**Aim of the exercise:** Below are entries; output exactly the lines from the one with "to a target" to the one with "advance(&mut fsm, RequestEvent::Start)?;", both included, and nothing else.

**Record extracts:**
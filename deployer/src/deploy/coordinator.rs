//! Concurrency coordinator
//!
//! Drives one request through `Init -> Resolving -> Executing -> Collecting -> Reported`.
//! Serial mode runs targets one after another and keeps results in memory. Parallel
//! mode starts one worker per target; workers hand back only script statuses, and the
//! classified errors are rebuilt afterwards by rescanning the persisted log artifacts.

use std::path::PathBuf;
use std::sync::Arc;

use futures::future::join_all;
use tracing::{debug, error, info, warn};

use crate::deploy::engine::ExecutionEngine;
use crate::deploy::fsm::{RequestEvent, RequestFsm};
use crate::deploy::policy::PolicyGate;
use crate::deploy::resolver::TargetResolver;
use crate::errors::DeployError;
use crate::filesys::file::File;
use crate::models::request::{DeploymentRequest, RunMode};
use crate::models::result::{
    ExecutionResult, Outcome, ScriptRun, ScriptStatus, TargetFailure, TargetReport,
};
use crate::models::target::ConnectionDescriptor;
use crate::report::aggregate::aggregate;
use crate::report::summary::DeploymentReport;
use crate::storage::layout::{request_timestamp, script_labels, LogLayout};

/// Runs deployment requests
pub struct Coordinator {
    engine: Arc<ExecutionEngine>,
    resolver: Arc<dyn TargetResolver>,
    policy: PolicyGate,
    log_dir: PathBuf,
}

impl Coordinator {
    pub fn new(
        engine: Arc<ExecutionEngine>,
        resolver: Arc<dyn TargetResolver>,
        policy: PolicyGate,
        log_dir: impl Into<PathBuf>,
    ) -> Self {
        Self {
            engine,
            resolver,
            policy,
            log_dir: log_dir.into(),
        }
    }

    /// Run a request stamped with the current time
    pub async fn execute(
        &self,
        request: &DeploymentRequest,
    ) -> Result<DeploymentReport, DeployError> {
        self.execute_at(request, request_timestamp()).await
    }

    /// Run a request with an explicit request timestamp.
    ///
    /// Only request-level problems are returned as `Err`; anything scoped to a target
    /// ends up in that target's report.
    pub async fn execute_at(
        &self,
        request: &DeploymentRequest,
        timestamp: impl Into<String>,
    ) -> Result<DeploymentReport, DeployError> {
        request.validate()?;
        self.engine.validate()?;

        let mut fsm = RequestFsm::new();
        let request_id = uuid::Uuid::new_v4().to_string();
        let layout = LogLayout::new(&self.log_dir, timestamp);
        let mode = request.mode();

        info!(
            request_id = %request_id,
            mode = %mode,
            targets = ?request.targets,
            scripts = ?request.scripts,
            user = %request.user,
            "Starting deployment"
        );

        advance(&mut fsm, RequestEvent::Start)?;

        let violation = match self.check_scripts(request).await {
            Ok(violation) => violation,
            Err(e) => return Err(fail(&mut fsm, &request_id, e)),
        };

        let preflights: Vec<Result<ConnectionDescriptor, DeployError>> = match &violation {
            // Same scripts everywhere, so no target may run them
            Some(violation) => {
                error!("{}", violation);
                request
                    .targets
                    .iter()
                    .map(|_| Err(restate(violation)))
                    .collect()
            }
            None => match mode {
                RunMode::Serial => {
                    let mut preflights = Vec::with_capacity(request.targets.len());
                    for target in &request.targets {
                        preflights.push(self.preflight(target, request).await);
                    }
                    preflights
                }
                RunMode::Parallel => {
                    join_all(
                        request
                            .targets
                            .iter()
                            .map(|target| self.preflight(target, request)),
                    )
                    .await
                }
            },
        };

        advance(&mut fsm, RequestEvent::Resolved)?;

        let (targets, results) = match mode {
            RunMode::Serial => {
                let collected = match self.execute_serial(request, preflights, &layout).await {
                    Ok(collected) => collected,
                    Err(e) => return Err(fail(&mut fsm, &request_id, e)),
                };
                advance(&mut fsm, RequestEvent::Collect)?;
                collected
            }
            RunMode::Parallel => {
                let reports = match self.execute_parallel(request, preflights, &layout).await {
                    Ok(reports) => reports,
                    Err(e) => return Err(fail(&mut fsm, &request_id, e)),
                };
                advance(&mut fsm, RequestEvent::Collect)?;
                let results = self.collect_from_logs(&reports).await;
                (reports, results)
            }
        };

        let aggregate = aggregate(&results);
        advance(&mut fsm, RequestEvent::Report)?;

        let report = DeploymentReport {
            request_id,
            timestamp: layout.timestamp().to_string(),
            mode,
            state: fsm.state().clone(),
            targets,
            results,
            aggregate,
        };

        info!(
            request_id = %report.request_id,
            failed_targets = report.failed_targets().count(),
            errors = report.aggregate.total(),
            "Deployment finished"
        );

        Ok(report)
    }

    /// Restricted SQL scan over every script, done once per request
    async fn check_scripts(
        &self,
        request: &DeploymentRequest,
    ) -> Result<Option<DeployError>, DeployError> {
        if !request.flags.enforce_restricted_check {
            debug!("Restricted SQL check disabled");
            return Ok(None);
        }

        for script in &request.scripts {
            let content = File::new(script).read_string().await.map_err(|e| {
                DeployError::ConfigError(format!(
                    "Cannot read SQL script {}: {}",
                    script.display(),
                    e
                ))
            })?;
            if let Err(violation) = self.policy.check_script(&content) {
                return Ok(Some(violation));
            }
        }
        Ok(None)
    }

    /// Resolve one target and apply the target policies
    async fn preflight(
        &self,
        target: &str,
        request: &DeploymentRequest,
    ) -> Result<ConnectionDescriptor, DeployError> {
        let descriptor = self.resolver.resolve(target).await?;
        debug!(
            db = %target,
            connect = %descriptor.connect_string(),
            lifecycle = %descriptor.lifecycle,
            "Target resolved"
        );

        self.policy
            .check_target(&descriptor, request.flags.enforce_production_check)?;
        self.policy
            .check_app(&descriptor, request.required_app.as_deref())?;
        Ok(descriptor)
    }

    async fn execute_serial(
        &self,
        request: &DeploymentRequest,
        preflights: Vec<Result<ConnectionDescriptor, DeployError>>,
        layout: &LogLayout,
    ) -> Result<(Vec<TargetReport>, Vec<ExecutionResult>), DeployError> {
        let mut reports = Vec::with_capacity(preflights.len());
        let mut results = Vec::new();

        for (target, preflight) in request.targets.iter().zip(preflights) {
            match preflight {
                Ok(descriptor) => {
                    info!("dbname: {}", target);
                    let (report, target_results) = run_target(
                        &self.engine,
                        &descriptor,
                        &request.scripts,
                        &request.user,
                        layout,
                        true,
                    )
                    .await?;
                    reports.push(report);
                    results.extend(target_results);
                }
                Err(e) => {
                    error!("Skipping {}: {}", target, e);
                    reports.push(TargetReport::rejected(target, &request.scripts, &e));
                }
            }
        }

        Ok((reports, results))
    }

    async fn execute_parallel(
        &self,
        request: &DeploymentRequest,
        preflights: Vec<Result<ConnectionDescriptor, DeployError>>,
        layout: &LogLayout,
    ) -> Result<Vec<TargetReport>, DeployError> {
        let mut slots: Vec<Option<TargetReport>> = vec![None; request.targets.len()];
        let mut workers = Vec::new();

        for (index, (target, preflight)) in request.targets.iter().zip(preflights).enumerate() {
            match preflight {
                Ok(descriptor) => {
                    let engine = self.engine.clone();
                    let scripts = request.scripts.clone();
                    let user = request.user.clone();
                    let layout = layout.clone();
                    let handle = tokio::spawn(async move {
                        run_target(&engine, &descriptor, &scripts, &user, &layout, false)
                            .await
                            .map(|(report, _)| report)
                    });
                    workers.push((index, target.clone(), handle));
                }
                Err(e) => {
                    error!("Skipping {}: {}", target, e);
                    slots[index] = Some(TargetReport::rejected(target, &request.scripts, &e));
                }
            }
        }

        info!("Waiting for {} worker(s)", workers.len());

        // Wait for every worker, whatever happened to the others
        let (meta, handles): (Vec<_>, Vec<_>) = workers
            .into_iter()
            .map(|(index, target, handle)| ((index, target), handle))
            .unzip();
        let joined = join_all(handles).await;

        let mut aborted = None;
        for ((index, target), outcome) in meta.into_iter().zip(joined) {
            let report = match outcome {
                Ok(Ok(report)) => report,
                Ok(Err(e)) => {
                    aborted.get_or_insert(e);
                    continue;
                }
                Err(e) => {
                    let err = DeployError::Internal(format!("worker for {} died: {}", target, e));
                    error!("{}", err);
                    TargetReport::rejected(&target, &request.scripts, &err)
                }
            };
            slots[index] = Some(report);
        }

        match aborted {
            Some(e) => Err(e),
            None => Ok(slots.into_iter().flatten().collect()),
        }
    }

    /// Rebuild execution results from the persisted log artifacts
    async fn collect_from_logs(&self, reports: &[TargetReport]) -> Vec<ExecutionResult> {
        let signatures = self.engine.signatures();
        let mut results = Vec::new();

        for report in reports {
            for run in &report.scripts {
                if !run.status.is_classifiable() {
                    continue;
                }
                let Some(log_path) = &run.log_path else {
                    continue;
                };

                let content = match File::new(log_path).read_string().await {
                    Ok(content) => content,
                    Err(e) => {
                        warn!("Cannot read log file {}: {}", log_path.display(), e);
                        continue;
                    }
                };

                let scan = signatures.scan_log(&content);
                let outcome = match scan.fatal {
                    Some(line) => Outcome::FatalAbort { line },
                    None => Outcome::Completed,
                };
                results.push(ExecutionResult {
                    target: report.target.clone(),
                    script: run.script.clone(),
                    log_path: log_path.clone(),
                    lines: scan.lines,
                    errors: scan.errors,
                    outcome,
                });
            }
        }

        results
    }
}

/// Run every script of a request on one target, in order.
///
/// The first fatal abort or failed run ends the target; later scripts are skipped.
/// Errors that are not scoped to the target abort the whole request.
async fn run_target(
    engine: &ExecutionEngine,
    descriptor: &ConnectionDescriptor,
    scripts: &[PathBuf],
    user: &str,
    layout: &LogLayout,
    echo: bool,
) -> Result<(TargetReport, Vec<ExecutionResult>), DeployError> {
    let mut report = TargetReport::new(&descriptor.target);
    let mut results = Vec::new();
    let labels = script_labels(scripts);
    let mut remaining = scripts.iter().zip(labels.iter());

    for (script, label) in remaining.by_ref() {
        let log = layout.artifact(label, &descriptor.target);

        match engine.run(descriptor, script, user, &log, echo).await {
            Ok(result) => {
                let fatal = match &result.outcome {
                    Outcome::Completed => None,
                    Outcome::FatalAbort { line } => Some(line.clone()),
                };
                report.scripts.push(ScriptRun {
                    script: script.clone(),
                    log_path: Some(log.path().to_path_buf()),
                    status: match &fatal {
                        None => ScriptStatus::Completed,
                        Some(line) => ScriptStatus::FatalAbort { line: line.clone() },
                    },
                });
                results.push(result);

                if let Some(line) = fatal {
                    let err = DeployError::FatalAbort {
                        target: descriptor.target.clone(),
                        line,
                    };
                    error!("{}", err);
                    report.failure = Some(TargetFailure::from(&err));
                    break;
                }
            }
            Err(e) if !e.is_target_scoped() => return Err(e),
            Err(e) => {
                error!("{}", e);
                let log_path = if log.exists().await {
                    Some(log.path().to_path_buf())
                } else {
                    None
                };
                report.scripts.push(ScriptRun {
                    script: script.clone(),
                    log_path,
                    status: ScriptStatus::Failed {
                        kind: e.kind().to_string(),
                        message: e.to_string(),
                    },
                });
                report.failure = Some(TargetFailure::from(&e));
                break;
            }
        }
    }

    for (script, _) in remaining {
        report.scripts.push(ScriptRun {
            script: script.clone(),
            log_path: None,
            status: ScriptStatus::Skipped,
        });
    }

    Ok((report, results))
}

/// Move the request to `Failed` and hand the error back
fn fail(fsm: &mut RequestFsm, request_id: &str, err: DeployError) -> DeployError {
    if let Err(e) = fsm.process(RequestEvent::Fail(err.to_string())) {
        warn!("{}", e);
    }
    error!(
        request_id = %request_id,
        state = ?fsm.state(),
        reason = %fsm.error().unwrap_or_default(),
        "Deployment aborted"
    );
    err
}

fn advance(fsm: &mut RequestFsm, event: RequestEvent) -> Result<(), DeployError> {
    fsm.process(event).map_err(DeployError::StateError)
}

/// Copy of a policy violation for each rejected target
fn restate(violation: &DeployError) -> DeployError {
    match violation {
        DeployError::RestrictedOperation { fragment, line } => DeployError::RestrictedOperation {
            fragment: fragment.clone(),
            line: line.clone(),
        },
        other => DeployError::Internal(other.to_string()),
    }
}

**Task answer:**
    /// Only request-level problems are returned as `Err`; anything scoped to a target
    /// ends up in that target's report.
    pub async fn execute_at(
        &self,
        request: &DeploymentRequest,
        timestamp: impl Into<String>,
    ) -> Result<DeploymentReport, DeployError> {
        request.validate()?;
        self.engine.validate()?;

        let mut fsm = RequestFsm::new();
        let request_id = uuid::Uuid::new_v4().to_string();
        let layout = LogLayout::new(&self.log_dir, timestamp);
        let mode = request.mode();

        info!(
            request_id = %request_id,
            mode = %mode,
            targets = ?request.targets,
            scripts = ?request.scripts,
            user = %request.user,
            "Starting deployment"
        );

        advance(&mut fsm, RequestEvent::Start)?;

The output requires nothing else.